Out of that group and from her Senior English teaching time at Evangelical Christian School in Memphis, we began to lead tours to the United Kingdom from the mid-1990s through 2010. During an adult tour, while we were at Westminster Abbey, I discovered that two of the women in our group had recently memorized the Shorter Catechism. They asked me if it would be possible for them to recite the Catechism from memory in the room, of course, referring to the Jerusalem Chamber, where the Westminster Assembly met, wrote, and eventually adopted the Westminster Confession of Faith, the Larger Catechism and the Shorter Catechism, in 1648.
Most people do not know the origin of that name, the Jerusalem Chamber. It dates from the 13th Century when Henry IV was King of England. He had been planning a trip to Jerusalem when he had a stroke in Westminster Abbey, nearly died and was semi-comatose. It was a very cold winter and the king was moved to a side room near the front of the building where there was a fireplace. He soon awakened and asked immediately if he was in Jerusalem? Since that day, the room has been known as The Jerusalem Chamber.

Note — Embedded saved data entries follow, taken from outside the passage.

use affinidi_multihash::{
    Algorithm, Base, Multihash, MultihashError, REGISTRY, WeakMultihash, check, check_with_base,
    decode, digest, encode, infer_base, truncated_digest, weak_digest,
};

fn payloads() -> Vec<Vec<u8>> {
    vec![
        b"".to_vec(),
        b"test".to_vec(),
        b"The quick brown fox jumps over the lazy dog".to_vec(),
        (0u8..=255).cycle().take(4096).collect(),
    ]
}

/// Parsing the decoded text gives back the same envelope, in every base.
#[test]
fn round_trip_every_base() {
    for algorithm in Algorithm::ALL {
        for payload in payloads() {
            let mh = digest(algorithm, &payload);
            for base in Base::SUPPORTED {
                let text = encode(base, &mh.to_bytes()).unwrap();
                let bytes = decode(base, &text).unwrap();
                assert_eq!(Multihash::from_bytes(&bytes).unwrap(), mh);
                assert_eq!(Multihash::decode_with(base, &text).unwrap(), mh);
            }
        }
    }
}

/// A multihash always checks against its own payload.
#[test]
fn check_soundness() {
    for algorithm in Algorithm::ALL {
        for payload in payloads() {
            let mh = digest(algorithm, &payload);
            for base in Base::SUPPORTED {
                let text = mh.encode(base).unwrap();
                assert!(check_with_base(base, &text, &payload).unwrap());
            }

            // Hex and base58 text is always classified correctly
            assert!(check(&mh.encode(Base::Hex).unwrap(), &payload).unwrap());
            assert!(check(&mh.encode(Base::Base58).unwrap(), &payload).unwrap());

            // Base64 is only recognisable when it uses its own characters
            let text = mh.encode(Base::Base64).unwrap();
            if text.contains(['+', '/', '=']) {
                assert!(check(&text, &payload).unwrap());
            }
        }
    }
}

/// A multihash never checks against a different payload.
#[test]
fn check_completeness() {
    for algorithm in Algorithm::ALL {
        for payload in payloads() {
            let mh = digest(algorithm, &payload);
            let mut other = payload.clone();
            other.push(0);
            for base in Base::SUPPORTED {
                let text = mh.encode(base).unwrap();
                assert!(!check_with_base(base, &text, &other).unwrap());
            }
            assert!(!check(&mh.encode(Base::Hex).unwrap(), &other).unwrap());
        }
    }
}

#[test]
fn truncation_validity() {
    for algorithm in Algorithm::ALL {
        for length in 1..=algorithm.length() {
            let mh = truncated_digest(algorithm, b"payload", length).unwrap();
            assert_eq!(mh.to_bytes().len(), 2 + length);
            assert!(check(&mh.encode(Base::Hex).unwrap(), b"payload").unwrap());
        }
    }
}

#[test]
fn truncation_rejection() {
    for algorithm in Algorithm::ALL {
        for length in [0, algorithm.length() + 1] {
            assert!(matches!(
                truncated_digest(algorithm, b"payload", length),
                Err(MultihashError::InvalidLength { .. })
            ));
        }
    }
}

/// Declared length 0x40 with only 11 digest bytes following.
#[test]
fn header_corruption_detection() {
    let text = "1340ee26b0dd4af7e749aa1a8e";
    assert_eq!(infer_base(text).unwrap(), Base::Hex);

    let err = WeakMultihash::decode(text).unwrap_err();
    assert_eq!(err.to_string(), "Corrupted MultihasDigest: invalid length");

    let err = check(text, b"test").unwrap_err();
    assert!(matches!(err, MultihashError::CorruptedHeader(ref reason) if reason == "invalid length"));
}

#[test]
fn weak_strict_equivalence() {
    for descriptor in REGISTRY.iter() {
        for payload in payloads() {
            let weak = weak_digest(descriptor.name, &payload).unwrap();
            let strict = digest(descriptor.algorithm, &payload);
            assert_eq!(weak.to_bytes(), strict.to_bytes());
            assert_eq!(weak, strict);
        }
    }
}

#[test]
fn sha1_test_vectors() {
    let mh = digest(Algorithm::Sha1, b"test");
    assert_eq!(
        mh.encode(Base::Hex).unwrap(),
        "1114a94a8fe5ccb19ba61c4c0873d391e987982fbbd3"
    );
    assert_eq!(
        mh.encode(Base::Base58).unwrap(),
        "5dt9CqvXK9qs7vazf7k7ZRqe28VPTg"
    );
    assert_eq!(
        mh.encode(Base::Base64).unwrap(),
        "ERSpSo/lzLGbphxMCHPTkemHmC+70w=="
    );

    for text in [
        "1114a94a8fe5ccb19ba61c4c0873d391e987982fbbd3",
        "5dt9CqvXK9qs7vazf7k7ZRqe28VPTg",
        "ERSpSo/lzLGbphxMCHPTkemHmC+70w==",
    ] {
        assert_eq!(Multihash::decode(text).unwrap(), mh);
        assert!(check(text, b"test").unwrap());
    }
}

/// Hex output is always read back as hex, even when it is valid base58 too.
#[test]
fn hex_inference_wins() {
    for algorithm in Algorithm::ALL {
        for payload in payloads() {
            let text = digest(algorithm, &payload).encode(Base::Hex).unwrap();
            assert_eq!(infer_base(&text).unwrap(), Base::Hex);
        }
    }
    // Digits only, so also valid base58
    assert_eq!(infer_base("1122334455").unwrap(), Base::Hex);
}

#[test]
fn unknown_algorithm_name() {
    assert!(matches!(
        weak_digest("shake-128", b"payload"),
        Err(MultihashError::UnknownAlgorithm(_))
    ));
}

So early one morning after a brief tour of the Abbey, I inquired at the Visitors Desk if we could see the Jerusalem Chamber. I was told “NO” that it was not open to the public that day. I then said that we were a group of “16 Presbyterians on a Pilgrimage from America,” and that it would mean very much to us if we could step into that room for a few minutes where several of the most meaningful documents in our church history were written. After a long pause, the lady in charge said, “yes.” Once inside the room, the two women who had hoped for this moment, Elaine Edwards and Karen Scheibe, recited the first 10 questions. The lady in charge watched and listened and suddenly seemed to be interested. I then asked if these women, who had worked so hard for this time, could recite the entire Catechism? It would take only about 30-40 minutes? She said “yes.” By this time, she was on our side and listened intently. My wife Joyce, and another lady, Candy Denton, asked and listened to each answer. The rest of us watched in awe!
When they finished, the Abbey official stood and said in British fashion, “Brilliant! I have never seen anything like that before. We must celebrate! I will be back shortly.” When she returned, she brought a tray with about 18 little glasses and a bottle of Sherry. She then said, “We must all take a “nip” in celebration and congratulations.” And we all did! It was such a happy, joyous, and God-glorifying occasion.
I have always wondered if anyone else in history had recited entire Shorter Catechism at one sitting in the room where it was written and adopted?.
The Westminster Assembly was like none other in church history. Those men had prayed, fasted and studied together for many days over several years (1643-1649), and produced unique materials that have served as an anchor for “true truth” through the centuries.
So remember: “If you know and understand The Shorter Catechism, you know theology, PERIOD!”
Wayne Herring is a retired Minister in the Presbyterian Church in America living in Raymond, Miss.